= What you should do =
Whenever a line in this data holds the word "wide", report that line in full.
Start of Provided data
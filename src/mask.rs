//! WebSocket frame masking
//!
//! The mask is a 4-byte XOR key. Payload may arrive in arbitrary chunks, so
//! every function takes the key position the chunk starts at and returns the
//! position the next chunk continues from.
//!
//! Random keys come from one of two backends selected via feature flags:
//! - `fastrand`: fast PRNG (default)
//! - `getrandom`: OS entropy
//!
//! If both are enabled `getrandom` wins.

/// XOR `data` with `key`, starting at key position `offset`. Returns the key
/// position following the last byte.
#[inline]
pub fn mask_inplace(data: &mut [u8], key: [u8; 4], offset: usize) -> usize {
    let start = offset & 3;
    let key = [
        key[start],
        key[(start + 1) & 3],
        key[(start + 2) & 3],
        key[(start + 3) & 3],
    ];

    let wide = u64::from_ne_bytes([
        key[0], key[1], key[2], key[3], key[0], key[1], key[2], key[3],
    ]);

    let mut chunks = data.chunks_exact_mut(8);
    for chunk in &mut chunks {
        let mut word = [0u8; 8];
        word.copy_from_slice(chunk);
        let masked = u64::from_ne_bytes(word) ^ wide;
        chunk.copy_from_slice(&masked.to_ne_bytes());
    }

    for (i, byte) in chunks.into_remainder().iter_mut().enumerate() {
        *byte ^= key[i & 3];
    }

    (start + data.len()) & 3
}

/// Mask a whole payload starting at key position 0
#[inline]
pub fn apply_mask(data: &mut [u8], key: [u8; 4]) {
    mask_inplace(data, key, 0);
}

/// Generate a random mask for client frames.
#[inline]
pub fn generate_mask() -> [u8; 4] {
    let mut key = [0u8; 4];
    fill_random(&mut key);
    key
}

#[cfg(feature = "getrandom")]
pub(crate) fn fill_random(buf: &mut [u8]) {
    if getrandom::getrandom(buf).is_err() {
        // Entropy source unavailable; fall back to a time-seeded generator.
        let mut rng = fallback_seed();
        for byte in buf.iter_mut() {
            rng ^= rng << 13;
            rng ^= rng >> 7;
            rng ^= rng << 17;
            *byte = rng as u8;
        }
    }
}

#[cfg(feature = "getrandom")]
fn fallback_seed() -> u64 {
    use std::time::{SystemTime, UNIX_EPOCH};
    SystemTime::now()
        .duration_since(UNIX_EPOCH)
        .map(|d| d.as_nanos() as u64)
        .unwrap_or(0x9E37_79B9_7F4A_7C15)
        | 1
}

#[cfg(all(feature = "fastrand", not(feature = "getrandom")))]
pub(crate) fn fill_random(buf: &mut [u8]) {
    fastrand::fill(buf);
}

#[cfg(not(any(feature = "fastrand", feature = "getrandom")))]
pub(crate) fn fill_random(_buf: &mut [u8]) {
    compile_error!("At least one RNG feature must be enabled: fastrand or getrandom");
}

#[cfg(test)]
mod tests {
    use super::*;

    #[test]
    fn test_mask_is_involution() {
        let original: Vec<u8> = (0..=255u8).cycle().take(1031).collect();
        let key = [0x37, 0xfa, 0x21, 0x3d];

        let mut data = original.clone();
        mask_inplace(&mut data, key, 0);
        assert_ne!(data, original);
        mask_inplace(&mut data, key, 0);
        assert_eq!(data, original);
    }

    #[test]
    fn test_rfc_example() {
        // RFC 6455 section 5.7, masked "Hello"
        let mut data = *b"Hello";
        apply_mask(&mut data, [0x37, 0xfa, 0x21, 0x3d]);
        assert_eq!(data, [0x7f, 0x9f, 0x4d, 0x51, 0x58]);
    }

    #[test]
    fn test_chunked_matches_whole() {
        let key = [1, 2, 3, 4];
        let original: Vec<u8> = (0..100u8).collect();

        let mut whole = original.clone();
        mask_inplace(&mut whole, key, 0);

        for split in [1, 3, 7, 8, 9, 50, 99] {
            let mut chunked = original.clone();
            let (a, b) = chunked.split_at_mut(split);
            let offset = mask_inplace(a, key, 0);
            assert_eq!(offset, split % 4);
            mask_inplace(b, key, offset);
            assert_eq!(chunked, whole, "split at {}", split);
        }
    }

    #[test]
    fn test_empty() {
        let mut data: [u8; 0] = [];
        assert_eq!(mask_inplace(&mut data, [1, 2, 3, 4], 3), 3);
    }

    #[test]
    fn test_generate_mask_varies() {
        let masks: Vec<[u8; 4]> = (0..8).map(|_| generate_mask()).collect();
        assert!(masks.iter().any(|m| *m != masks[0]));
    }
}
End of Provided data
= Reply to the task =
    let wide = u64::from_ne_bytes([
        let masked = u64::from_ne_bytes(word) ^ wide;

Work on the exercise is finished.